Nigeria is now relying on Chinese aid to expand capacity. In addition, in April 2012 SIEMENS AG received the order to build a gas turbine plant. In addition, the government has been trying for a number of years to generate part of the electricity required from renewable energies. The first photovoltaic factory in Nigeria went into operation at the beginning of 2014. The municipality of Lagos is also trying to generate electricity by incinerating waste.
Nigeria is the largest economy in Africa. The oil production is the country’s main industry. However, Nigeria has so far not been able to use its oil wealth to improve the standard of living for most of the population of almost 200 million people. 87 million Nigerians (40% of the population) still live in absolute poverty, ie they have less than US $ 1 a day to spend.
In 2014, according to the National Bureau of Statistics, Nigeria was declared the largest economy in Africa, overtaking South Africa as the largest economy on the African continent for the first time. However, due to the global drop in oil prices, Nigeria slid into a severe recession in 2016 that lasted until the second quarter of 2017. In 2018, the Nigerian economy grew again by 1.9% for the first time. The growth was mainly supported by the positive development of parts of the non-oil sector (agriculture, industry, trade).

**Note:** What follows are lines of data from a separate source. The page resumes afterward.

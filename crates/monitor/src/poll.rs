//! Rate-limited sampling of expensive queries.
//!
//! The sampler reads time from a [`Clock`], so the wall clock can be swapped
//! for a [`ManualClock`] in tests instead of sleeping.

use std::sync::Arc;
use std::time::{Duration, Instant};

use parking_lot::Mutex;

/// Time source for [`RateLimited`].
pub trait Clock {
	/// Returns the current instant.
	fn now(&self) -> Instant;
}

/// Wall clock time source.
#[derive(Debug, Clone, Copy, Default)]
pub struct SystemClock;

impl Clock for SystemClock {
	fn now(&self) -> Instant {
		Instant::now()
	}
}

/// Manually advanced time source.
///
/// Clones share the same instant, so a test can keep one handle and give the
/// other to the code under test.
#[derive(Debug, Clone)]
pub struct ManualClock {
	now: Arc<Mutex<Instant>>,
}

impl Default for ManualClock {
	fn default() -> Self {
		Self::new()
	}
}

impl ManualClock {
	/// Creates a clock frozen at the current wall clock instant.
	pub fn new() -> Self {
		Self::starting_at(Instant::now())
	}

	/// Creates a clock frozen at `start`.
	pub fn starting_at(start: Instant) -> Self {
		Self {
			now: Arc::new(Mutex::new(start)),
		}
	}

	/// Moves time forward.
	pub fn advance(&self, by: Duration) {
		*self.now.lock() += by;
	}
}

impl Clock for ManualClock {
	fn now(&self) -> Instant {
		*self.now.lock()
	}
}

impl<C: Clock + ?Sized> Clock for &C {
	fn now(&self) -> Instant {
		(**self).now()
	}
}

impl<C: Clock + ?Sized> Clock for Arc<C> {
	fn now(&self) -> Instant {
		(**self).now()
	}
}

/// Caches the result of a query and re-runs it at most once per interval.
#[derive(Debug, Clone)]
pub struct RateLimited<T> {
	interval: Duration,
	next_poll: Option<Instant>,
	last: Option<T>,
}

impl<T: Clone> RateLimited<T> {
	/// Creates a sampler that has not sampled yet.
	pub fn new(interval: Duration) -> Self {
		Self {
			interval,
			next_poll: None,
			last: None,
		}
	}

	/// Returns the configured interval.
	pub const fn interval(&self) -> Duration {
		self.interval
	}

	/// Returns the cached value while `now` is inside the current window,
	/// otherwise runs `poll`, caches its result and opens a new window.
	pub fn sample(&mut self, now: Instant, poll: impl FnOnce() -> T) -> T {
		if let (Some(deadline), Some(last)) = (self.next_poll, self.last.as_ref())
			&& now < deadline
		{
			return last.clone();
		}
		let value = poll();
		self.next_poll = Some(now + self.interval);
		self.last = Some(value.clone());
		value
	}

	/// Returns the last sampled value, if any.
	pub fn last(&self) -> Option<&T> {
		self.last.as_ref()
	}

	/// Forgets the cached value so the next sample polls.
	pub fn reset(&mut self) {
		self.next_poll = None;
		self.last = None;
	}
}

#[cfg(test)]
mod tests {
	use std::cell::Cell;

	use super::*;

	#[test]
	fn first_sample_polls() {
		let clock = ManualClock::new();
		let mut sampler = RateLimited::new(Duration::from_millis(100));
		assert_eq!(sampler.last(), None);
		assert!(sampler.sample(clock.now(), || true));
		assert_eq!(sampler.last(), Some(&true));
	}

	#[test]
	fn samples_inside_window_are_cached() {
		let clock = ManualClock::new();
		let polls = Cell::new(0);
		let mut sampler = RateLimited::new(Duration::from_millis(100));
		let poll = |value: bool| {
			polls.set(polls.get() + 1);
			value
		};

		assert!(!sampler.sample(clock.now(), || poll(false)));
		clock.advance(Duration::from_millis(50));
		assert!(!sampler.sample(clock.now(), || poll(true)));
		clock.advance(Duration::from_millis(49));
		assert!(!sampler.sample(clock.now(), || poll(true)));
		assert_eq!(polls.get(), 1);

		clock.advance(Duration::from_millis(1));
		assert!(sampler.sample(clock.now(), || poll(true)));
		assert_eq!(polls.get(), 2);
	}

	#[test]
	fn reset_forces_poll() {
		let clock = ManualClock::new();
		let mut sampler = RateLimited::new(Duration::from_secs(10));
		assert_eq!(sampler.sample(clock.now(), || 1), 1);
		assert_eq!(sampler.sample(clock.now(), || 2), 1);
		sampler.reset();
		assert_eq!(sampler.sample(clock.now(), || 3), 3);
	}

	#[test]
	fn zero_interval_always_polls() {
		let clock = ManualClock::new();
		let mut sampler = RateLimited::new(Duration::ZERO);
		assert_eq!(sampler.sample(clock.now(), || 1), 1);
		assert_eq!(sampler.sample(clock.now(), || 2), 2);
	}

	#[test]
	fn manual_clock_clones_share_time() {
		let clock = ManualClock::new();
		let other = clock.clone();
		let before = other.now();
		clock.advance(Duration::from_secs(1));
		assert_eq!(other.now() - before, Duration::from_secs(1));
	}
}
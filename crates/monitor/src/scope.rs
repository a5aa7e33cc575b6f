use std::time::Instant;

use crate::view::SinkView;

/// One open job on the monitor's stack.
#[derive(Debug, Clone)]
pub(crate) struct JobScope {
	pub(crate) name: String,
	pub(crate) view: SinkView,
	/// Units the job reports progress in.
	pub(crate) total_work: u32,
	pub(crate) work_remaining: u32,
	pub(crate) work_done: u64,
	/// Work declared by the last step (or promised to the open child),
	/// flushed by the next step or by the end of the job.
	pub(crate) pending: u32,
	pub(crate) started_at: Instant,
}

impl JobScope {
	pub(crate) fn new(name: &str, mut view: SinkView, total_work: u32, started_at: Instant) -> Self {
		view.rescale(u64::from(total_work));
		Self {
			name: name.to_string(),
			view,
			total_work,
			work_remaining: total_work,
			work_done: 0,
			pending: 0,
			started_at,
		}
	}

	/// Replaces the pending unit with `next` and returns the old one.
	pub(crate) fn take_pending(&mut self, next: u32) -> u32 {
		std::mem::replace(&mut self.pending, next)
	}

	/// Adds `units` to the done counter and takes them off the remaining work.
	pub(crate) fn account(&mut self, units: u32) {
		self.work_done = self.work_done.saturating_add(u64::from(units));
		self.work_remaining = self.work_remaining.saturating_sub(units);
	}
}
//! Error types for job progress tracking.

use std::path::PathBuf;

use thiserror::Error;

/// Errors reported by [`Monitor`](crate::Monitor) and its configuration.
#[derive(Debug, Error)]
pub enum MonitorError {
	/// A job operation was called while no job was open.
	#[error("{operation} called before job_start")]
	InvalidCallSequence {
		/// Name of the offending operation.
		operation: &'static str,
	},

	/// `job_end` was called without a matching `job_start`.
	#[error("job_end without job_start")]
	UnbalancedEnd,

	/// A child job asked for more work than its parent has left to hand out.
	#[error("job {job:?} requested a work share of {share} but only {available} is available")]
	ShareExceedsRemaining {
		/// Name of the job that was being started.
		job: String,
		/// Requested share of the parent's work.
		share: u32,
		/// Units the parent could still allocate.
		available: u32,
	},

	/// Error parsing TOML configuration.
	#[error("config parse error: {0}")]
	Config(#[from] toml::de::Error),

	/// Error reading a configuration file.
	#[error("I/O error reading {path}: {error}")]
	ConfigIo {
		/// Path to the file that failed to read.
		path: PathBuf,
		/// The underlying I/O error.
		error: std::io::Error,
	},
}

/// Result type for job progress operations.
pub type Result<T> = std::result::Result<T, MonitorError>;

Since 2020, the Nigerian economy has weakened again due to the renewed decline in the price of crude oil and the massive economic effects of the COVID-19 pandemic. The economic growth of 2.0% forecast by the World Bank for 2020 cannot be achieved with certainty. How high the economic damage will be cannot yet be estimated. Analysts expect the Nigerian economy to plunge back into recession in 2020.
Basically, Nigeria is still facing the urgent and as yet unsolved task of diversifying its economy and reducing its dependence on oil. The accelerated development of e-mobility worldwide increases the urgency for Nigeria to expand and strengthen other economic sectors.